What the task asks -> Each line of the material beneath should be duplicated exactly.

Supplied entries ->
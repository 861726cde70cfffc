//! Attachment text normalization ahead of scoring.
//!
//! Each pass is a function `&str -> String` applied in sequence. Passes only
//! ever replace a character with a single space, so token boundaries survive
//! and the result is stable under re-normalization. There is no trimming and
//! no case folding; the classifier sees the text otherwise as extracted.

use std::sync::LazyLock;

use regex::Regex;
use serde_json::Value;

use noticescore_shared::MissingTextPolicy;

/// Text scored for a null attachment under [`MissingTextPolicy::Placeholder`].
pub const NULL_TEXT_PLACEHOLDER: &str = "None";

/// Normalize already-textual input.
pub fn normalize(text: &str) -> String {
    let mut result = remove_punctuation(text);
    result = remove_formatting(&result);
    result
}

/// Coerce a raw feed value to text, then normalize it.
pub fn normalize_value(value: &Value, policy: MissingTextPolicy) -> String {
    normalize(&coerce_text(value, policy))
}

/// Render any raw text value as a string so the classifier always gets text.
///
/// Strings pass through untouched. Null becomes [`NULL_TEXT_PLACEHOLDER`]
/// (or the empty string under [`MissingTextPolicy::Empty`]), booleans become
/// `True`/`False`, and numbers or structures use their JSON text.
pub fn coerce_text(value: &Value, policy: MissingTextPolicy) -> String {
    match value {
        Value::String(s) => s.clone(),
        Value::Null => match policy {
            MissingTextPolicy::Placeholder => NULL_TEXT_PLACEHOLDER.to_string(),
            MissingTextPolicy::Empty => String::new(),
        },
        Value::Bool(true) => "True".to_string(),
        Value::Bool(false) => "False".to_string(),
        other => other.to_string(),
    }
}

// ---------------------------------------------------------------------------
// Pass 1: ASCII punctuation
// ---------------------------------------------------------------------------

/// Replace each ASCII punctuation character with a space.
fn remove_punctuation(text: &str) -> String {
    static PUNCT_RE: LazyLock<Regex> =
        LazyLock::new(|| Regex::new(r"[[:punct:]]").expect("valid regex"));

    PUNCT_RE.replace_all(text, " ").into_owned()
}

// ---------------------------------------------------------------------------
// Pass 2: Formatting characters
// ---------------------------------------------------------------------------

/// Replace tab, LF, CR, VT and FF with a space.
fn remove_formatting(text: &str) -> String {
    static FORMAT_RE: LazyLock<Regex> =
        LazyLock::new(|| Regex::new(r"[\t\n\r\x0B\x0C]").expect("valid regex"));

    FORMAT_RE.replace_all(text, " ").into_owned()
}

// ---------------------------------------------------------------------------
// Tests
// ---------------------------------------------------------------------------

Completed exercise ->
repository 861726cde70cfffc
//! Attachment text normalization ahead of scoring.
//!
//! Each pass is a function `&str -> String` applied in sequence. Passes only
//! ever replace a character with a single space, so token boundaries survive
//! and the result is stable under re-normalization. There is no trimming and
//! no case folding; the classifier sees the text otherwise as extracted.

use std::sync::LazyLock;

use regex::Regex;
use serde_json::Value;

use noticescore_shared::MissingTextPolicy;

/// Text scored for a null attachment under [`MissingTextPolicy::Placeholder`].
pub const NULL_TEXT_PLACEHOLDER: &str = "None";

/// Normalize already-textual input.
pub fn normalize(text: &str) -> String {
    let mut result = remove_punctuation(text);
    result = remove_formatting(&result);
    result
}

/// Coerce a raw feed value to text, then normalize it.
pub fn normalize_value(value: &Value, policy: MissingTextPolicy) -> String {
    normalize(&coerce_text(value, policy))
}

/// Render any raw text value as a string so the classifier always gets text.
///
/// Strings pass through untouched. Null becomes [`NULL_TEXT_PLACEHOLDER`]
/// (or the empty string under [`MissingTextPolicy::Empty`]), booleans become
/// `True`/`False`, and numbers or structures use their JSON text.
pub fn coerce_text(value: &Value, policy: MissingTextPolicy) -> String {
    match value {
        Value::String(s) => s.clone(),
        Value::Null => match policy {
            MissingTextPolicy::Placeholder => NULL_TEXT_PLACEHOLDER.to_string(),
            MissingTextPolicy::Empty => String::new(),
        },
        Value::Bool(true) => "True".to_string(),
        Value::Bool(false) => "False".to_string(),
        other => other.to_string(),
    }
}

// ---------------------------------------------------------------------------
// Pass 1: ASCII punctuation
// ---------------------------------------------------------------------------

/// Replace each ASCII punctuation character with a space.
fn remove_punctuation(text: &str) -> String {
    static PUNCT_RE: LazyLock<Regex> =
        LazyLock::new(|| Regex::new(r"[[:punct:]]").expect("valid regex"));

    PUNCT_RE.replace_all(text, " ").into_owned()
}

// ---------------------------------------------------------------------------
// Pass 2: Formatting characters
// ---------------------------------------------------------------------------

/// Replace tab, LF, CR, VT and FF with a space.
fn remove_formatting(text: &str) -> String {
    static FORMAT_RE: LazyLock<Regex> =
        LazyLock::new(|| Regex::new(r"[\t\n\r\x0B\x0C]").expect("valid regex"));

    FORMAT_RE.replace_all(text, " ").into_owned()
}

// ---------------------------------------------------------------------------
// Tests
// ---------------------------------------------------------------------------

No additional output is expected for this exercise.